New York pays more police in retirement than to patrol our streets
Last
week, Mayor Bloomberg scolded the NYPD’s critics, from The New York Times to
the Democratic mayoral candidates. The mayor said that “the attacks most often
come from those who play no constructive role in keeping our city safe.”
The
mayor is right — but there’s another threat to the NYPD’s crime-fighting
success, too. We now have more retired cops than active police officers, and
the multibillion-dollar bill for their pension and health benefits harms our
ability to hire new ones.
In
December 2001, a month before Bloomberg took office, New York had 39,297 cops.
Today, the city has 34,510 to protect us — and by the time the mayor leaves
office in eight months, we’ll have 34,483 — a cut of nearly 5,000 pairs of eyes.
Yet
spending has increased.

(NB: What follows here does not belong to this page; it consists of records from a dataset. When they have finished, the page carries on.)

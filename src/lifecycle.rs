//! Fotobox Gallery - Lifecycle Manager
//!
//! Orchestrates the photo state machine: Active -> Trashed -> Restored
//! or Purged. Reads through [`FolderIndex`], moves files on disk, keeps
//! the trash side-table current through [`TrashStore`], and lets the
//! [`FolderJanitor`] collect folders the operation emptied.
//!
//! Every read-modify-write of the side-table runs under one mutex per
//! manager, so concurrent operations cannot silently drop each other's
//! metadata updates.

use std::fs;
use std::path::{Path, PathBuf};
use chrono::Utc;
use parking_lot::Mutex;
use serde::Serialize;

use crate::collision::{resolve_collision, resolve_restore_collision};
use crate::config::{has_extension, GalleryConfig, ACTIVE_EXTENSIONS, TRASH_EXTENSIONS};
use crate::error::{GalleryError, GalleryResult};
use crate::index::{scan_dir, FolderIndex, PhotoRecord};
use crate::janitor::FolderJanitor;
use crate::trash_store::{TrashMetadataStore, TrashStore};

/// Outcome of a single trash operation
#[derive(Debug, Clone, Serialize)]
pub struct TrashedPhoto {
    /// Name the file carries inside the trash folder
    pub trash_name: String,
    /// Date folder the file came from; `None` for root-level photos
    pub source_partition: Option<String>,
}

/// Outcome of a single restore operation
#[derive(Debug, Clone, Serialize)]
pub struct RestoredPhoto {
    /// Name the file carries after the restore
    pub restored_name: String,
    /// Date folder the file was placed in
    pub partition: String,
}

/// Counters of a batch trash operation
#[derive(Debug, Clone, Copy, Default, Serialize)]
pub struct BatchReport {
    /// Files moved into trash
    pub moved: usize,
    /// Files that failed with an I/O error (batch continued)
    pub errors: usize,
    /// Files that vanished between listing and move
    pub skipped: usize,
}

/// Counters of a purge-all operation
#[derive(Debug, Clone, Copy, Default, Serialize)]
pub struct PurgeReport {
    /// Files permanently deleted
    pub deleted: usize,
    /// Files that failed to delete
    pub errors: usize,
    /// Whether the metadata side-table was discarded
    pub metadata_discarded: bool,
}

/// Photo lifecycle orchestrator
pub struct LifecycleManager {
    config: GalleryConfig,
    index: FolderIndex,
    store: TrashStore,
    janitor: FolderJanitor,
    /// Serializes all side-table read-modify-write cycles
    metadata_lock: Mutex<()>,
}

impl LifecycleManager {
    pub fn new(config: GalleryConfig) -> Self {
        Self {
            index: FolderIndex::new(config.clone()),
            store: TrashStore::new(config.clone()),
            janitor: FolderJanitor::new(config.clone()),
            config,
            metadata_lock: Mutex::new(()),
        }
    }

    pub fn config(&self) -> &GalleryConfig {
        &self.config
    }

    pub fn index(&self) -> &FolderIndex {
        &self.index
    }

    // ═══════════════════════════════════════════════════════════════════════
    // TRASH
    // ═══════════════════════════════════════════════════════════════════════

    /// Move one photo into the trash folder.
    ///
    /// Date folders are scanned newest first and the first one containing
    /// `filename` wins; root-level legacy photos are checked last. The
    /// final trash-resident name (renamed on collision) and the source
    /// folder are returned.
    pub fn trash_one(&self, filename: &str) -> GalleryResult<TrashedPhoto> {
        validate_filename(filename, ACTIVE_EXTENSIONS)?;
        let _guard = self.metadata_lock.lock();

        let (source_path, source_partition) = self.locate_active(filename)?;

        let trash_dir = self.config.trash_dir();
        fs::create_dir_all(&trash_dir)?;

        let trash_name = resolve_collision(&trash_dir, filename);
        fs::rename(&source_path, trash_dir.join(&trash_name))?;
        log::debug!("Trashed {} as {}", filename, trash_name);

        let mut store = self.store.load();
        store.record_trashed(&trash_name, filename, source_partition.as_deref(), Utc::now());
        self.store.save(&store)?;

        if let Some(ref partition) = source_partition {
            self.janitor.sweep_partition(partition)?;
        }

        Ok(TrashedPhoto {
            trash_name,
            source_partition,
        })
    }

    /// Move every photo of one date folder into the trash.
    ///
    /// Only date-folder identifiers are accepted; the trash folder and
    /// anything outside the naming pattern are never a source. Per-file
    /// failures are counted, never fatal to the batch; the side-table is
    /// written once at the end.
    pub fn trash_folder(&self, partition_id: &str) -> GalleryResult<BatchReport> {
        if !self.config.is_partition_name(partition_id) {
            return Err(GalleryError::PartitionNotFound(partition_id.to_string()));
        }
        let dir = self.config.partition_path(partition_id);
        if !dir.is_dir() {
            return Err(GalleryError::PartitionNotFound(partition_id.to_string()));
        }

        let _guard = self.metadata_lock.lock();

        let photos = scan_dir(&dir, ACTIVE_EXTENSIONS, Some(partition_id))?;
        let trash_dir = self.config.trash_dir();
        fs::create_dir_all(&trash_dir)?;

        let mut store = self.store.load();
        let mut report = BatchReport::default();
        for photo in &photos {
            self.move_to_trash(&mut store, photo, &mut report);
        }
        self.store.save(&store)?;

        self.janitor.sweep_partition(partition_id)?;
        log::info!(
            "Trashed folder {}: {} moved, {} errors, {} skipped",
            partition_id,
            report.moved,
            report.errors,
            report.skipped
        );
        Ok(report)
    }

    /// Move every photo of every date folder, plus root-level strays,
    /// into the trash in one batch with a single side-table write.
    pub fn trash_all(&self) -> GalleryResult<BatchReport> {
        let _guard = self.metadata_lock.lock();

        let mut photos: Vec<PhotoRecord> = Vec::new();
        for partition in self.index.partition_dirs()? {
            photos.extend(scan_dir(&partition.path, ACTIVE_EXTENSIONS, Some(&partition.id))?);
        }
        if self.config.photo_root.is_dir() {
            photos.extend(scan_dir(&self.config.photo_root, ACTIVE_EXTENSIONS, None)?);
        }

        let trash_dir = self.config.trash_dir();
        fs::create_dir_all(&trash_dir)?;

        let mut store = self.store.load();
        let mut report = BatchReport::default();
        for photo in &photos {
            self.move_to_trash(&mut store, photo, &mut report);
        }
        self.store.save(&store)?;

        self.janitor.sweep_empty()?;
        log::info!(
            "Trashed all: {} moved, {} errors, {} skipped",
            report.moved,
            report.errors,
            report.skipped
        );
        Ok(report)
    }

    // ═══════════════════════════════════════════════════════════════════════
    // RESTORE
    // ═══════════════════════════════════════════════════════════════════════

    /// Move one trashed photo back into a date folder.
    ///
    /// The side-table entry is resolved by either the trash-resident or
    /// the original name. A missing entry degrades to restoring under the
    /// given name into the current day's folder. The recorded folder is
    /// recreated when it no longer exists; an occupied slot produces a
    /// `_restored_<ts>` variant. Both side-table keys are removed.
    pub fn restore_one(&self, filename: &str) -> GalleryResult<RestoredPhoto> {
        validate_filename(filename, TRASH_EXTENSIONS)?;
        let _guard = self.metadata_lock.lock();

        let mut store = self.store.load();
        let resolved = store.lookup(filename);

        let trash_name = resolved
            .as_ref()
            .map(|r| r.trash_name.clone())
            .unwrap_or_else(|| filename.to_string());

        let trash_path = self.config.trash_dir().join(&trash_name);
        if !trash_path.is_file() {
            return Err(GalleryError::TrashEntryNotFound(filename.to_string()));
        }

        let now = Utc::now();
        let (desired_name, partition_id) = match resolved.as_ref() {
            Some(r) => (
                r.entry.original_name.clone(),
                r.entry
                    .original_folder
                    .clone()
                    .unwrap_or_else(|| self.config.partition_id_for(now)),
            ),
            None => {
                log::warn!("No restore hint for {}, using fallback folder", filename);
                (trash_name.clone(), self.config.partition_id_for(now))
            }
        };

        let target_dir = self.config.partition_path(&partition_id);
        fs::create_dir_all(&target_dir)?;

        let restored_name = resolve_restore_collision(&target_dir, &desired_name, now);
        fs::rename(&trash_path, target_dir.join(&restored_name))?;
        log::debug!("Restored {} into {}", restored_name, partition_id);

        if let Some(ref r) = resolved {
            store.remove_resolved(r);
            self.store.save(&store)?;
        }

        Ok(RestoredPhoto {
            restored_name,
            partition: partition_id,
        })
    }

    // ═══════════════════════════════════════════════════════════════════════
    // PURGE
    // ═══════════════════════════════════════════════════════════════════════

    /// Permanently delete one file from the trash folder.
    ///
    /// The side-table is intentionally left untouched; stale entries are
    /// tolerated by load/lookup and wiped wholesale by [`purge_all`].
    ///
    /// [`purge_all`]: LifecycleManager::purge_all
    pub fn purge_one(&self, filename: &str) -> GalleryResult<()> {
        validate_filename(filename, TRASH_EXTENSIONS)?;

        let path = self.config.trash_dir().join(filename);
        if !path.is_file() {
            return Err(GalleryError::PhotoNotFound(filename.to_string()));
        }
        fs::remove_file(&path)?;
        log::debug!("Purged {}", filename);
        Ok(())
    }

    /// Permanently delete every trashed photo and the whole side-table
    pub fn purge_all(&self) -> GalleryResult<PurgeReport> {
        let _guard = self.metadata_lock.lock();

        let trash_dir = self.config.trash_dir();
        let mut report = PurgeReport::default();

        if trash_dir.is_dir() {
            for photo in scan_dir(&trash_dir, TRASH_EXTENSIONS, None)? {
                match fs::remove_file(&photo.path) {
                    Ok(()) => report.deleted += 1,
                    Err(e) => {
                        log::warn!("Failed to purge {}: {}", photo.filename, e);
                        report.errors += 1;
                    }
                }
            }
        }

        self.store.discard()?;
        report.metadata_discarded = true;

        log::info!("Purged trash: {} deleted, {} errors", report.deleted, report.errors);
        Ok(report)
    }

    // ═══════════════════════════════════════════════════════════════════════
    // HELPERS
    // ═══════════════════════════════════════════════════════════════════════

    /// Find an active photo by name: date folders newest first, then the
    /// photo root for legacy files
    fn locate_active(&self, filename: &str) -> GalleryResult<(PathBuf, Option<String>)> {
        for partition in self.index.partition_dirs()? {
            let candidate = partition.path.join(filename);
            if candidate.is_file() {
                return Ok((candidate, Some(partition.id)));
            }
        }

        let root_candidate = self.config.photo_root.join(filename);
        if root_candidate.is_file() {
            return Ok((root_candidate, None));
        }

        Err(GalleryError::PhotoNotFound(filename.to_string()))
    }

    /// Move one listed photo into trash, updating the in-memory store and
    /// the batch counters; I/O failures never abort the batch
    fn move_to_trash(
        &self,
        store: &mut TrashMetadataStore,
        photo: &PhotoRecord,
        report: &mut BatchReport,
    ) {
        if !photo.path.is_file() {
            report.skipped += 1;
            return;
        }

        let trash_dir = self.config.trash_dir();
        let trash_name = resolve_collision(&trash_dir, &photo.filename);
        match fs::rename(&photo.path, trash_dir.join(&trash_name)) {
            Ok(()) => {
                store.record_trashed(
                    &trash_name,
                    &photo.filename,
                    photo.partition.as_deref(),
                    Utc::now(),
                );
                report.moved += 1;
            }
            Err(e) => {
                log::warn!("Failed to trash {}: {}", photo.path.display(), e);
                report.errors += 1;
            }
        }
    }
}

/// Reject names that could escape the photo tree or are not photos.
///
/// A name must be a single plain path component, so separators and `..`
/// segments are out while odd-but-valid capture names like `a..jpg`
/// pass. The extension check keeps the side-table file itself out of
/// reach of the single-file operations.
fn validate_filename(name: &str, extensions: &[&str]) -> GalleryResult<()> {
    use std::path::Component;

    let mut components = Path::new(name).components();
    let single_normal = matches!(
        (components.next(), components.next()),
        (Some(Component::Normal(_)), None)
    );
    if !single_normal || name.contains('\\') {
        return Err(GalleryError::InvalidName(name.to_string()));
    }
    if !has_extension(name, extensions) {
        return Err(GalleryError::InvalidName(name.to_string()));
    }
    Ok(())
}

During Bloomberg’s final year, city will spend $8.7
billion on the police department, nearly double the 2002 figure and more than
three times the rate of inflation.
How’s
that possible? It’s mostly because pension and health benefits cost ever more.
The $4.3 billion taxpayers will spend on salaries and wages for police officers
(and a contingent of administrative staff) this year has only just kept up with
inflation over the Bloomberg years. By contrast, the pension budget has
quadrupled — from $1.1 to $4.4 billion.
We’ll
spend more on cops’ benefits this year than on salaries. That’s partly because
as of 2010 (the last number for which the secretive police pension fund has
released details), the city was supporting 44,634 retired cops, up from 34,245
when the mayor took office.
Benefit
spending has taken a toll on other city services, too. In 2002, the city had
7,821 uniformed sanitation workers, for example. Next year, it will have 7,271.
But the
risk for the Police Department is particularly potent. Before his death, former
mayor Ed Koch reminisced that he had a difficult time controlling crime in the
mid-’80s because the city just couldn’t instantly add officers after the brutal
cutbacks of the previous decade. The Police Department must find, recruit, vet
and train officers; it doesn’t happen overnight.
If
crime rises or if the next police commissioner can’t manage the department as
effectively as Ray Kelly has done, the next mayor will be in the same position.
The
Boston bombings were a reminder that cops must not only solve crimes and answer
residents’ complaints, but also prevent terror. In the days after the bombings,
theatergoers were comforted to see uniformed officers outside most theaters —
scanning the waiting crowds for suspicious people or packages.
Mayor Bloomberg
fancies himself a national leader, and he’s done a great job of changing the
national debate on gun control.
On the
issue of pension and health benefits suffocating other types of government
spending, though, the mayor has been a national leader — in the wrong direction.
In
state and local governments across the country, governments are budgeting more
dollars but deciding less, because employee benefits are on autopilot.
Today,
pensions make up, on average, 4.6% of state and local revenues.
However,
if governments earn only 4% return on their investments over the next decade,
pension contributions will rise in 10 years to 14.5% of revenue, becoming the
third-largest slice of many state budgets, after schools and health care.
They’re
already there in New York. The $8.2 billion the city will spend on pension
benefits next year is 16% of our budget (not including state and federal grants
that go to stuff like Medicaid, spending we can’t use for pensions).
Add in
health costs for public workers and retirees, and New York is spending $17
billion — or 34% of the budget. That’s double the share it was when Bloomberg
took office.
As
Bloomberg himself has noted, “We now spend more on pensions than we do on the
operating budget of the NYPD, the Fire Department and the Sanitation Department
combined.” For the 2013 budget, he said, “every penny in personal income tax we
collect will go to cover our pension bill.”
Bloomberg’s
failure to control these costs is the weakest part of his legacy. Council
Speaker Christine Quinn, meanwhile, signed off on Bloomberg’s budgets — without
raising the alarm on these soaring costs. Former Comptroller Bill Thompson
wants to hire 1,000 more cops — but with what money?
With
stop and frisk, the Democratic candidates say crazy things — with Comptroller
John Liu, for example, saying he’d simply abolish the practice — leaving cops,
apparently, to wonder whether the person they’ve just arrested is packing heat.
But
with the cost of police pension and benefit costs, the silence is even crazier.